What you need to do: Look through the material below and show every line with the word "types".

Available data:
+===+
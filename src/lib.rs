//! Client-side MQTT [v3.1.1] and [v5.0] packet builder.
//!
//! [v3.1.1]: http://docs.oasis-open.org/mqtt/mqtt/v3.1.1/os/mqtt-v3.1.1-os.html
//! [v5.0]: https://docs.oasis-open.org/mqtt/mqtt/v5.0/os/mqtt-v5.0-os.html

mod common;
pub mod client;
pub mod packet;
pub mod v5;

pub(crate) use common::{
    encode_packet, packet_from, write_bytes, write_string, write_u16, write_u32, write_u8,
};
pub use common::{
    decode_var_int, decode_var_int_async, encode_var_int, header_len, remaining_len, total_len,
    var_int_len, write_var_int, Encodable, Error, Pid, PidAllocator, Protocol, QoS, QosPid,
    TopicFilter, TopicName, VarBytes, MAX_REMAINING_LEN,
};
use std::io;
use std::time::Duration;

use bytes::Bytes;

#[cfg(feature = "tcp")]
use super::TcpTransport;
use super::{ClientConfig, Transport};
use crate::packet::{Header, Packet, Publish, Subscribe, SubscriptionOptions, Unsubscribe};
use crate::v5::Properties;
use crate::{Error, Pid, PidAllocator, Protocol, QoS, QosPid, TopicFilter, TopicName, VarBytes};

/// Outcome of waiting for the broker after a frame was sent.
#[derive(Debug, Clone, PartialEq, Eq)]
pub enum Response {
    /// Bytes received, not necessarily a whole frame.
    Ready(Bytes),
    /// Nothing arrived within the response timeout.
    Timeout,
    /// The transport failed while waiting or reading.
    TransportError(io::ErrorKind),
}

impl Response {
    pub fn is_ready(&self) -> bool {
        matches!(self, Response::Ready(_))
    }

    pub fn data(&self) -> Option<&Bytes> {
        match self {
            Response::Ready(data) => Some(data),
            _ => None,
        }
    }

    /// Decode the fixed header of the received bytes.
    pub fn header(&self) -> Result<Header, Error> {
        match self {
            Response::Ready(data) => Header::decode(data),
            Response::Timeout => Err(Error::IoError(io::ErrorKind::TimedOut)),
            Response::TransportError(kind) => Err(Error::IoError(*kind)),
        }
    }
}

/// Per message settings of [`Session::publish`].
#[derive(Debug, Clone, Default)]
pub struct PublishOptions {
    pub qos: QoS,
    pub retain: bool,
    pub dup: bool,
    pub properties: Properties,
}

impl PublishOptions {
    pub fn new(qos: QoS) -> Self {
        PublishOptions {
            qos,
            ..Default::default()
        }
    }

    pub fn retain(mut self, retain: bool) -> Self {
        self.retain = retain;
        self
    }

    pub fn dup(mut self, dup: bool) -> Self {
        self.dup = dup;
        self
    }

    pub fn properties(mut self, properties: Properties) -> Self {
        self.properties = properties;
        self
    }
}

/// One connection's worth of client state: the configuration, the
/// transport and the packet identifier allocator.
///
/// Every operation encodes its frame, sends it and waits for a response.
/// Encoding and send failures are returned as `Err`, the outcome of the
/// wait is always a [`Response`].
pub struct Session<T> {
    config: ClientConfig,
    transport: T,
    pids: PidAllocator,
}

#[cfg(feature = "tcp")]
impl Session<TcpTransport> {
    /// Connect a [`TcpTransport`] to `config.address`.
    ///
    /// Only the TCP connection is opened, send CONNECT with
    /// [`Session::connect`].
    pub fn open(config: ClientConfig) -> Result<Self, Error> {
        let transport = TcpTransport::connect(&config.address, config.connect_timeout)?;
        Ok(Session::new(config, transport))
    }
}

impl<T: Transport> Session<T> {
    pub fn new(config: ClientConfig, transport: T) -> Self {
        Session {
            config,
            transport,
            pids: PidAllocator::new(),
        }
    }

    pub fn config(&self) -> &ClientConfig {
        &self.config
    }

    pub fn protocol(&self) -> Protocol {
        self.config.protocol
    }

    pub fn pids(&self) -> &PidAllocator {
        &self.pids
    }

    pub fn transport(&self) -> &T {
        &self.transport
    }

    pub fn transport_mut(&mut self) -> &mut T {
        &mut self.transport
    }

    pub fn into_transport(self) -> T {
        self.transport
    }

    pub fn connect(&mut self) -> Result<Response, Error> {
        let connect = self.config.to_connect();
        self.send(&connect.into())
    }

    pub fn subscribe(
        &mut self,
        filter: &str,
        qos: QoS,
        properties: Properties,
    ) -> Result<Response, Error> {
        self.subscribe_with(filter, qos.into(), properties)
    }

    /// Subscribe with the full v5.0 subscription options.
    pub fn subscribe_with(
        &mut self,
        filter: &str,
        options: SubscriptionOptions,
        properties: Properties,
    ) -> Result<Response, Error> {
        let filter = TopicFilter::try_from(filter)?;
        let mut subscribe = Subscribe::new(self.pids.peek(), vec![(filter, options)]);
        subscribe.properties = properties;
        self.send_with_pid(&subscribe.into())
    }

    pub fn unsubscribe(&mut self, filter: &str, properties: Properties) -> Result<Response, Error> {
        let filter = TopicFilter::try_from(filter)?;
        let mut unsubscribe = Unsubscribe::new(self.pids.peek(), vec![filter]);
        unsubscribe.properties = properties;
        self.send_with_pid(&unsubscribe.into())
    }

    /// Publish `payload` to `topic`. A packet identifier is taken from the
    /// allocator for QoS 1 and 2, once the packet has encoded.
    ///
    /// An empty `topic` is accepted under v5.0 when the options carry a
    /// topic alias.
    pub fn publish<P: Into<Bytes>>(
        &mut self,
        topic: &str,
        payload: P,
        options: PublishOptions,
    ) -> Result<Response, Error> {
        let topic_name = TopicName::try_from(topic)?;
        let qos_pid = QosPid::with(options.qos, || self.pids.peek());
        let mut publish = Publish::new(qos_pid, topic_name, payload);
        publish.retain = options.retain;
        publish.dup = options.dup;
        publish.properties = options.properties;
        if qos_pid.pid().is_some() {
            self.send_with_pid(&publish.into())
        } else {
            self.send(&publish.into())
        }
    }

    /// Release a QoS 2 message, `pid` is the identifier of its PUBLISH.
    pub fn pubrel(&mut self, pid: Pid) -> Result<Response, Error> {
        self.send(&Packet::Pubrel(pid))
    }

    pub fn ping(&mut self) -> Result<Response, Error> {
        self.send(&Packet::Pingreq)
    }

    /// Send DISCONNECT, wait, then close the transport.
    pub fn disconnect(&mut self) -> Result<Response, Error> {
        let response = self.send(&Packet::Disconnect)?;
        self.transport.close()?;
        Ok(response)
    }

    /// Encode and send any packet, then wait for a response.
    pub fn send(&mut self, packet: &Packet) -> Result<Response, Error> {
        let data = packet.encode(self.config.protocol)?;
        self.transmit(packet, data)
    }

    /// Like [`Session::send`] for a packet carrying `pids.peek()`. The
    /// identifier is only consumed once the packet has encoded.
    fn send_with_pid(&mut self, packet: &Packet) -> Result<Response, Error> {
        let data = packet.encode(self.config.protocol)?;
        self.pids.next();
        self.transmit(packet, data)
    }

    fn transmit(&mut self, packet: &Packet, data: VarBytes) -> Result<Response, Error> {
        log::debug!(
            "send {} ({} bytes, {})",
            packet.get_type(),
            data.len(),
            self.config.protocol
        );
        log::trace!("send bytes: {:02x?}", data.as_slice());
        self.transport.send(data.as_slice())?;
        Ok(self.wait_for_response(self.config.response_timeout))
    }

    /// Wait up to `timeout` for the transport to become readable and read
    /// at most `read_buffer_size` bytes.
    pub fn wait_for_response(&mut self, timeout: Duration) -> Response {
        let response = match self.transport.poll_readable(timeout) {
            Ok(false) => Response::Timeout,
            Ok(true) => match self.transport.read(self.config.read_buffer_size) {
                Ok(data) if data.is_empty() => {
                    Response::TransportError(io::ErrorKind::UnexpectedEof)
                }
                Ok(data) => Response::Ready(Bytes::from(data)),
                Err(err) if err.kind() == io::ErrorKind::WouldBlock => Response::Timeout,
                Err(err) => Response::TransportError(err.kind()),
            },
            Err(err) => Response::TransportError(err.kind()),
        };

        match &response {
            Response::Ready(data) => {
                match Header::decode(data) {
                    Ok(header) => log::debug!("recv {} ({} bytes)", header.typ, data.len()),
                    Err(_) => log::debug!("recv {} bytes", data.len()),
                }
                log::trace!("recv bytes: {:02x?}", &data[..]);
            }
            Response::Timeout => log::info!("no response within {:?}", timeout),
            Response::TransportError(kind) => log::warn!("transport error: {:?}", kind),
        }
        response
    }
}
use std::io;
use std::slice;

use futures_lite::io::{AsyncRead, AsyncReadExt};

use crate::{Encodable, Error, Protocol};

/// The largest value a 4 byte variable byte integer can hold.
pub const MAX_REMAINING_LEN: usize = 268_435_455;

#[inline]
pub(crate) fn write_string<W: io::Write>(writer: &mut W, value: &str) -> Result<(), Error> {
    write_bytes(writer, value.as_bytes())
}

/// Write length prefixed data, the length MUST fit in 2 bytes.
#[inline]
pub(crate) fn write_bytes<W: io::Write>(writer: &mut W, data: &[u8]) -> Result<(), Error> {
    let len = u16::try_from(data.len()).map_err(|_| Error::StringTooLong(data.len()))?;
    write_u16(writer, len)?;
    writer.write_all(data)?;
    Ok(())
}

#[inline]
pub(crate) fn write_u32<W: io::Write>(writer: &mut W, value: u32) -> Result<(), Error> {
    writer.write_all(&value.to_be_bytes())?;
    Ok(())
}

#[inline]
pub(crate) fn write_u16<W: io::Write>(writer: &mut W, value: u16) -> Result<(), Error> {
    writer.write_all(&value.to_be_bytes())?;
    Ok(())
}

#[inline]
pub(crate) fn write_u8<W: io::Write>(writer: &mut W, value: u8) -> Result<(), Error> {
    writer.write_all(slice::from_ref(&value))?;
    Ok(())
}

/// Write a variable byte integer (4 bytes max).
#[inline]
pub fn write_var_int<W: io::Write>(writer: &mut W, mut len: usize) -> Result<(), Error> {
    if len > MAX_REMAINING_LEN {
        return Err(Error::EncodingOverflow(len));
    }
    loop {
        let mut byte = (len % 128) as u8;
        len /= 128;
        if len > 0 {
            byte |= 128;
        }
        write_u8(writer, byte)?;
        if len == 0 {
            break;
        }
    }
    Ok(())
}

/// Encode a variable byte integer into its 1 to 4 bytes.
#[inline]
pub fn encode_var_int(value: usize) -> Result<Vec<u8>, Error> {
    let mut buf = Vec::with_capacity(var_int_len(value)?);
    write_var_int(&mut buf, value)?;
    Ok(buf)
}

/// Decode a variable byte integer (4 bytes max), return the value and the
/// number of bytes it took.
#[inline]
pub fn decode_var_int(data: &[u8], offset: &mut usize) -> Result<(u32, usize), Error> {
    let start_offset = *offset;
    let mut var_int: u32 = 0;
    let mut i = 0;
    loop {
        let byte = *data
            .get(*offset)
            .ok_or(Error::IoError(io::ErrorKind::UnexpectedEof))?;
        *offset += 1;
        var_int |= (u32::from(byte) & 0x7F) << (7 * i);
        if byte & 0x80 == 0 {
            break;
        } else if i < 3 {
            i += 1;
        } else {
            return Err(Error::InvalidVarByteInt);
        }
    }
    Ok((var_int, *offset - start_offset))
}

/// Decode a variable byte integer from an async reader.
#[inline]
pub async fn decode_var_int_async<T: AsyncRead + Unpin>(
    reader: &mut T,
) -> Result<(u32, usize), Error> {
    let mut var_int: u32 = 0;
    let mut i = 0;
    loop {
        let mut buf = [0u8; 1];
        reader.read_exact(&mut buf).await?;
        let byte = buf[0];
        var_int |= (u32::from(byte) & 0x7F) << (7 * i);
        if byte & 0x80 == 0 {
            break;
        } else if i < 3 {
            i += 1;
        } else {
            return Err(Error::InvalidVarByteInt);
        }
    }
    Ok((var_int, i + 1))
}

/// Return the encoded size of the variable byte integer.
#[inline]
pub fn var_int_len(value: usize) -> Result<usize, Error> {
    let len = if value < 128 {
        1
    } else if value < 16384 {
        2
    } else if value < 2097152 {
        3
    } else if value <= MAX_REMAINING_LEN {
        4
    } else {
        return Err(Error::EncodingOverflow(value));
    };
    Ok(len)
}

/// Return the packet total encoded length by a given remaining length.
#[inline]
pub fn total_len(remaining_len: usize) -> Result<usize, Error> {
    Ok(1 + var_int_len(remaining_len)? + remaining_len)
}

/// Calculate remaining length by given total length (the total length MUST be
/// valid value).
#[inline]
pub fn remaining_len(total_len: usize) -> usize {
    total_len - header_len(total_len)
}

/// Calculate header length by given total length (the total length MUST be
/// valid value).
#[inline]
pub fn header_len(total_len: usize) -> usize {
    if total_len < 128 + 2 {
        2
    } else if total_len < 16384 + 3 {
        3
    } else if total_len < 2097152 + 4 {
        4
    } else {
        5
    }
}

/// Encode packet use control byte and body type.
///
/// The body is written first so the remaining length is taken from the
/// bytes it actually produced.
#[inline]
pub(crate) fn encode_packet<E: Encodable>(
    control_byte: u8,
    body: &E,
    protocol: Protocol,
) -> Result<Vec<u8>, Error> {
    let mut body_buf = Vec::with_capacity(body.encode_len(protocol));
    body.encode(&mut body_buf, protocol)?;
    let remaining_len = body_buf.len();
    debug_assert_eq!(remaining_len, body.encode_len(protocol));

    let mut buf = Vec::with_capacity(total_len(remaining_len)?);
    buf.push(control_byte);
    write_var_int(&mut buf, remaining_len)?;
    buf.extend_from_slice(&body_buf);
    Ok(buf)
}

macro_rules! packet_from {
    ($($t:ident),+) => {
        $(
            impl From<$t> for Packet {
                fn from(p: $t) -> Self {
                    Packet::$t(p)
                }
            }
        )+
    }
}

pub(crate) use packet_from;
mod error;
mod pid;
mod types;
mod utils;


pub(crate) use utils::{
    encode_packet, packet_from, write_bytes, write_string, write_u16, write_u32, write_u8,
};

pub use error::Error;
pub use pid::PidAllocator;
pub use types::{Encodable, Pid, Protocol, QoS, QosPid, TopicFilter, TopicName, VarBytes};
pub use utils::{
    decode_var_int, decode_var_int_async, encode_var_int, header_len, remaining_len, total_len,
    var_int_len, write_var_int, MAX_REMAINING_LEN,
};

/// Character used to separate each level within a topic tree and provide a hierarchical structure.
pub const LEVEL_SEP: char = '/';
/// Wildcard character that matches only one topic level.
pub const MATCH_ONE_CHAR: char = '+';
/// Wildcard character that matches any number of levels within a topic.
pub const MATCH_ALL_CHAR: char = '#';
+===+
Exercise response:
mod types;
pub use types::{Encodable, Pid, Protocol, QoS, QosPid, TopicFilter, TopicName, VarBytes};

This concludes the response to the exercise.